Working from the entries below, tally each line that holds "range". Give the tally and nothing else.

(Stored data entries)
----------------

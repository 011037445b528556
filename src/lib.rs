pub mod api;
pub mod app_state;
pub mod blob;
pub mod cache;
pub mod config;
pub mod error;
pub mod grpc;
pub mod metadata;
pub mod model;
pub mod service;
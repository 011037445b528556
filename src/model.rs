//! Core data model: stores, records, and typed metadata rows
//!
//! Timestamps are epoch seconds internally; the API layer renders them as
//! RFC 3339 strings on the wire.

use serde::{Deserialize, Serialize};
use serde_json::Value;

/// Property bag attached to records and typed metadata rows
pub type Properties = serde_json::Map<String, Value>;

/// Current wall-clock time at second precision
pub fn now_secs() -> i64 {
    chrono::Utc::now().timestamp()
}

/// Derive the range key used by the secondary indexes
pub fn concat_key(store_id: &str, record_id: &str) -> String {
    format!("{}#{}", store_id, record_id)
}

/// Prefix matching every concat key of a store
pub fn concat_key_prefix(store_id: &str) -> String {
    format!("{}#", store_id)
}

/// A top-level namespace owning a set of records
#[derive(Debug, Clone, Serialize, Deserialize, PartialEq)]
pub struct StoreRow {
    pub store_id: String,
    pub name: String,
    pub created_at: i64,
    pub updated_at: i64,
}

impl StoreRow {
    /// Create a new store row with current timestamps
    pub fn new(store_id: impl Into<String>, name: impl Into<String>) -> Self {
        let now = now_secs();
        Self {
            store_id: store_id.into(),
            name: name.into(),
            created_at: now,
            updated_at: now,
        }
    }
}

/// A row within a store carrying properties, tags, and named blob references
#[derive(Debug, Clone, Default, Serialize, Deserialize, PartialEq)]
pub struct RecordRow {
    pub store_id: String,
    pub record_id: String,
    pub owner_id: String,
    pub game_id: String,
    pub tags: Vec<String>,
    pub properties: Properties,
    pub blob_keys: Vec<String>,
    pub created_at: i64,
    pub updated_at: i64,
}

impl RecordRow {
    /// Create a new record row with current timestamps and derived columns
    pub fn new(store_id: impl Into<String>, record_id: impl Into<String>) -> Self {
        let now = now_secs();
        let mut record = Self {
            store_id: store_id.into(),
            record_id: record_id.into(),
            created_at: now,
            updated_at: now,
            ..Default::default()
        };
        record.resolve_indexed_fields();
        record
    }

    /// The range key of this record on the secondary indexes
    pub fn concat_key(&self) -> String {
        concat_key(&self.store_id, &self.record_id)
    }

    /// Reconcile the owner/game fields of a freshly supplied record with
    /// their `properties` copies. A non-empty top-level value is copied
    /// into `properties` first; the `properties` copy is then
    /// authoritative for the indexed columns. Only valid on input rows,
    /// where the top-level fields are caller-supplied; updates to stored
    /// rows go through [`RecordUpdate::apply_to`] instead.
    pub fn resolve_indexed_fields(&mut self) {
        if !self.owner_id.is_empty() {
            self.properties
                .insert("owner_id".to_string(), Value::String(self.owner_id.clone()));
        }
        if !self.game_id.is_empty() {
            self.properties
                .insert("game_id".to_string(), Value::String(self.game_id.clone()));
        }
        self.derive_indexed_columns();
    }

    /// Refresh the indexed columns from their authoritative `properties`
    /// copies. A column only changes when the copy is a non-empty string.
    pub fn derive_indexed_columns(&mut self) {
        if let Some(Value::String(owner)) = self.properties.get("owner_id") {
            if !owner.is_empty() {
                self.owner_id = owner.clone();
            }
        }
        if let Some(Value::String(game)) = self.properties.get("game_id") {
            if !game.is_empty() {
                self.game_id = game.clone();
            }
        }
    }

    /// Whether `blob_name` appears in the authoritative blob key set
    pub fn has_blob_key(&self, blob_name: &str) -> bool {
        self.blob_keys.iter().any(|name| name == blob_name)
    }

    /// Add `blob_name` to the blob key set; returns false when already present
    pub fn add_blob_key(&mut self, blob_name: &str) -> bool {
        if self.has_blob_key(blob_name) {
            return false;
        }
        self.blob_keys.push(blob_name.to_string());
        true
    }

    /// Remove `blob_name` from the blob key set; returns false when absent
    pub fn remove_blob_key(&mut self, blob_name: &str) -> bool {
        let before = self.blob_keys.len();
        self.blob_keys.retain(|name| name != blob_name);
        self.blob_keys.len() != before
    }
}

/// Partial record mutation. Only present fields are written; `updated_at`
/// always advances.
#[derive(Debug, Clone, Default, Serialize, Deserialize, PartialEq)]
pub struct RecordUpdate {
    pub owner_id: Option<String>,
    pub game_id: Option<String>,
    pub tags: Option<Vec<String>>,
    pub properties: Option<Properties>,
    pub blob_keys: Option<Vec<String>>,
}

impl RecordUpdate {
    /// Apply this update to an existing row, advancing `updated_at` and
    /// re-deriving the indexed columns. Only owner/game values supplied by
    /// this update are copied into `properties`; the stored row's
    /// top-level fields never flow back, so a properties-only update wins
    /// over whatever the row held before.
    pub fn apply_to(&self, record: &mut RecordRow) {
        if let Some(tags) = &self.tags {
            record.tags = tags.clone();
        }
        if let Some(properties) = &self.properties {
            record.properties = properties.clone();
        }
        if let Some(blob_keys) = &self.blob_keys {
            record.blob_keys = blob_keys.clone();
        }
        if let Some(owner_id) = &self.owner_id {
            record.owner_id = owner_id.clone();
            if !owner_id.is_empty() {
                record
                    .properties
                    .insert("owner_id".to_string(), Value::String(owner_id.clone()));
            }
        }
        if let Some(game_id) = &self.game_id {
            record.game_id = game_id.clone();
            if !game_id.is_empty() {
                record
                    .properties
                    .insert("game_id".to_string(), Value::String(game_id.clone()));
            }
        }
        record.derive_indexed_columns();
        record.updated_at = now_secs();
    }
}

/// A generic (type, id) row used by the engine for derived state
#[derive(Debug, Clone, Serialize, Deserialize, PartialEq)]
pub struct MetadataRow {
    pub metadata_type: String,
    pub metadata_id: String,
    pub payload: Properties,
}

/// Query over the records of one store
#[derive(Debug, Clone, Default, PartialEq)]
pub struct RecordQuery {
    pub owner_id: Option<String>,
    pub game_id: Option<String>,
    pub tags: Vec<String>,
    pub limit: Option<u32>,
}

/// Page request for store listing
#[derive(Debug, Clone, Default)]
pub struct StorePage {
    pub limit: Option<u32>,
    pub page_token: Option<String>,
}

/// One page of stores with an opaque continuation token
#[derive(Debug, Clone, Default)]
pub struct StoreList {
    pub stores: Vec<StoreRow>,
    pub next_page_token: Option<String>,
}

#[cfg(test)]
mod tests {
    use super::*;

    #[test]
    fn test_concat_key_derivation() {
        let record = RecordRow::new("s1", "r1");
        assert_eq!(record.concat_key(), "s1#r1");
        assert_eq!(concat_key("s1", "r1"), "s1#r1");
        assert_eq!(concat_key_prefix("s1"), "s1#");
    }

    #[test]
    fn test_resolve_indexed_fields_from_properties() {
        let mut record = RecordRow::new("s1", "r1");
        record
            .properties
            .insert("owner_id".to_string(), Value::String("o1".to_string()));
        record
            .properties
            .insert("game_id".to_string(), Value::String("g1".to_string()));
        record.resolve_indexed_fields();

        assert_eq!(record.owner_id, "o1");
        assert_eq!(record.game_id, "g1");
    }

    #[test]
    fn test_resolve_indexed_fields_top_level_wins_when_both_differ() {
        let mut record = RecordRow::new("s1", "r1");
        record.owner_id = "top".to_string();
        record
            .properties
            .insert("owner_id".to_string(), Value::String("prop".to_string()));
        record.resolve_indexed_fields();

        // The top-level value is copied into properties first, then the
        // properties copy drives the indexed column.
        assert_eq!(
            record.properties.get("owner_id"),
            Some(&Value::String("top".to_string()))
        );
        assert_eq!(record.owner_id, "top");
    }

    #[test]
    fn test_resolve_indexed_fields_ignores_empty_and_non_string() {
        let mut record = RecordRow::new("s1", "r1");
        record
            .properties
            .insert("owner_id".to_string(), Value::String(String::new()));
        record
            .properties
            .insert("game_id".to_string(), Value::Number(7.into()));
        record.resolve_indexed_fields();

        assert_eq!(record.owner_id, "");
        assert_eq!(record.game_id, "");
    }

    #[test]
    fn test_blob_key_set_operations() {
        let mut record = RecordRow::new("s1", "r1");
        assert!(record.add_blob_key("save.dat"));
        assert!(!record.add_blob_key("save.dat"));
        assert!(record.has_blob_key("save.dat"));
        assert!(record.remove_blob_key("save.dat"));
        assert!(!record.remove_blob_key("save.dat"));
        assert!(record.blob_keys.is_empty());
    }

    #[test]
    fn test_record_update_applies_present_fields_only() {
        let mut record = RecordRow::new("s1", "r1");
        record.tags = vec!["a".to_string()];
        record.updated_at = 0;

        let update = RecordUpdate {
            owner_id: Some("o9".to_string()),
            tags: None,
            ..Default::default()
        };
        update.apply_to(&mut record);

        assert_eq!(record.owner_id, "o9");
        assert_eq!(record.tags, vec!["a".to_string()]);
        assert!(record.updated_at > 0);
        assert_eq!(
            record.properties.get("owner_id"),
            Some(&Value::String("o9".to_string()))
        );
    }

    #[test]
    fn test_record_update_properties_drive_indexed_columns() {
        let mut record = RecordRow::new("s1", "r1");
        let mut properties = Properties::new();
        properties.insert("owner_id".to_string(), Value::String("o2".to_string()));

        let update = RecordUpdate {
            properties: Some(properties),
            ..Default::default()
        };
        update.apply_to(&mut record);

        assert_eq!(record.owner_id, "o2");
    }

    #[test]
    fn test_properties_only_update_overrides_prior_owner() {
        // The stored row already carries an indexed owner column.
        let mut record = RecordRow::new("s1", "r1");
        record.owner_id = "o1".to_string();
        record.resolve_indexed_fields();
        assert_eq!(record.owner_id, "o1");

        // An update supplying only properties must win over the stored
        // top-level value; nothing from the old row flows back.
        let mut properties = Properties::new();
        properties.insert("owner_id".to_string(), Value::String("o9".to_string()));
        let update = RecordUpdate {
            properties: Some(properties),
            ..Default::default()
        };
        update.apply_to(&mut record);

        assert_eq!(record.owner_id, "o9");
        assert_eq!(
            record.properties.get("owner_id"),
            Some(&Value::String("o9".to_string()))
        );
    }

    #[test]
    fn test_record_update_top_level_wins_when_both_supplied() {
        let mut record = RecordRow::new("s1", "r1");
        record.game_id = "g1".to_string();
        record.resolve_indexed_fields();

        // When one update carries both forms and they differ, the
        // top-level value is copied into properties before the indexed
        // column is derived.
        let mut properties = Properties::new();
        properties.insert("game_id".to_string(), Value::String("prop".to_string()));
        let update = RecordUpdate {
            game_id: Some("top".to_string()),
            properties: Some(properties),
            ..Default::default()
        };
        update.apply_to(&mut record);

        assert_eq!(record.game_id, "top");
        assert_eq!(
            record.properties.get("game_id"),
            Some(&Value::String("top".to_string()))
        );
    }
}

----------------

◆ **Finished task**
2